Name	Type	Optional	Default	Description
pax.enable_sparse_filter	bool	`on`/`off`	`on`	Specifies whether to enable sparse filtering based on statistics.
pax.enable_row_filter	bool	`on`/`off`	`off`	Specifies whether to enable row filtering.
pax.scan_reuse_buffer_size	int	[1048576, 33554432]	8388608	The buffer block size used during scanning.
pax.max_tuples_per_group	int	[5, 524288]	131072	Specifies the maximum number of tuples allowed in each group.
pax.max_tuples_per_file	int	[131072, 8388608]	1310720	Specifies the maximum number of tuples allowed in each data file.
pax.max_size_per_file	int	[8388608, 335544320]	67108864	The maximum physical size allowed for each data file. The default value is 67108864 (64MiB). The actual file size might be slightly larger than the set size. Very large or small values might negatively impact performance.

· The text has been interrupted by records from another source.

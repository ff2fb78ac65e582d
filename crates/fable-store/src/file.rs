//! File-backed store implementation.
//!
//! Each key maps to `<dir>/<key>.json`. Writes go through a temporary
//! file followed by a rename, so a crash mid-write never leaves a
//! half-written document behind.

use std::fs;
use std::path::{Path, PathBuf};

use fable_types::{Result, SkinError};

use crate::KvStore;

/// A key-value store persisted as one file per key under a directory.
#[derive(Debug)]
pub struct FileStore {
    dir: PathBuf,
}

impl FileStore {
    /// Open a store rooted at `dir`, creating the directory if needed.
    pub fn open(dir: impl Into<PathBuf>) -> Result<Self> {
        let dir = dir.into();
        fs::create_dir_all(&dir)?;
        Ok(Self { dir })
    }

    /// Directory the store writes into.
    pub fn dir(&self) -> &Path {
        &self.dir
    }

    fn path_for(&self, key: &str) -> Result<PathBuf> {
        // Keys become file names; reject anything that could escape the
        // store directory.
        if key.is_empty() || key.contains(['/', '\\']) || key.contains("..") {
            return Err(SkinError::Store(format!("invalid store key: {key:?}")));
        }
        Ok(self.dir.join(format!("{key}.json")))
    }
}

impl KvStore for FileStore {
    fn get(&self, key: &str) -> Result<Option<String>> {
        let path = self.path_for(key)?;
        match fs::read_to_string(&path) {
            Ok(raw) => Ok(Some(raw)),
            Err(e) if e.kind() == std::io::ErrorKind::NotFound => Ok(None),
            Err(e) => Err(e.into()),
        }
    }

    fn put(&mut self, key: &str, value: &str) -> Result<()> {
        let path = self.path_for(key)?;
        let tmp = self.dir.join(format!("{key}.json.tmp"));
        fs::write(&tmp, value)?;
        fs::rename(&tmp, &path)?;
        Ok(())
    }

    fn remove(&mut self, key: &str) -> Result<()> {
        let path = self.path_for(key)?;
        match fs::remove_file(&path) {
            Ok(()) => Ok(()),
            Err(e) if e.kind() == std::io::ErrorKind::NotFound => Ok(()),
            Err(e) => Err(e.into()),
        }
    }
}

#[cfg(test)]
mod tests {
    use super::*;

    #[test]
    fn get_missing_key() {
        let dir = tempfile::tempdir().unwrap();
        let store = FileStore::open(dir.path()).unwrap();
        assert!(store.get("nope").unwrap().is_none());
    }

    #[test]
    fn put_then_get() {
        let dir = tempfile::tempdir().unwrap();
        let mut store = FileStore::open(dir.path()).unwrap();
        store.put("skins", r#"{"fingerprint":"fp"}"#).unwrap();
        assert_eq!(
            store.get("skins").unwrap().as_deref(),
            Some(r#"{"fingerprint":"fp"}"#)
        );
    }

    #[test]
    fn put_overwrites_whole_value() {
        let dir = tempfile::tempdir().unwrap();
        let mut store = FileStore::open(dir.path()).unwrap();
        store.put("k", "a much longer first value").unwrap();
        store.put("k", "short").unwrap();
        assert_eq!(store.get("k").unwrap().as_deref(), Some("short"));
    }

    #[test]
    fn put_leaves_no_temp_file() {
        let dir = tempfile::tempdir().unwrap();
        let mut store = FileStore::open(dir.path()).unwrap();
        store.put("k", "v").unwrap();
        let names: Vec<String> = fs::read_dir(dir.path())
            .unwrap()
            .map(|e| e.unwrap().file_name().to_string_lossy().into_owned())
            .collect();
        assert_eq!(names, vec!["k.json".to_string()]);
    }

    #[test]
    fn remove_is_idempotent() {
        let dir = tempfile::tempdir().unwrap();
        let mut store = FileStore::open(dir.path()).unwrap();
        store.put("k", "v").unwrap();
        store.remove("k").unwrap();
        store.remove("k").unwrap();
        assert!(store.get("k").unwrap().is_none());
    }

    #[test]
    fn rejects_path_traversal_keys() {
        let dir = tempfile::tempdir().unwrap();
        let mut store = FileStore::open(dir.path()).unwrap();
        assert!(store.put("../escape", "v").is_err());
        assert!(store.get("a/b").is_err());
        assert!(store.remove("").is_err());
    }

    #[test]
    fn reopen_sees_existing_data() {
        let dir = tempfile::tempdir().unwrap();
        {
            let mut store = FileStore::open(dir.path()).unwrap();
            store.put("k", "persisted").unwrap();
        }
        let store = FileStore::open(dir.path()).unwrap();
        assert_eq!(store.get("k").unwrap().as_deref(), Some("persisted"));
    }
}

pax.enable_toast	bool	`on`/`off`	`on`	Specifies whether to enable TOAST support.
pax.min_size_of_compress_toast	int	[524288, 1073741824]	524288	Specifies the threshold for creating compressed TOAST tables. If the character length exceeds this threshold, Cloudberry creates compressed TOAST tables for storage.
pax.min_size_of_external_toast	int	[10485760, 2147483647]	10485760	Specifies the threshold for creating external TOAST tables. If the character length exceeds this threshold, Cloudberry creates external TOAST tables for storage.
pax.default_storage_format	string	`porc`/`porc_vec`	`porc`	Controls the default storage format.
pax.bloom_filter_work_memory_bytes	int	[1024, 2147483647]	10240	Controls the maximum memory allowed for bloom filter usage.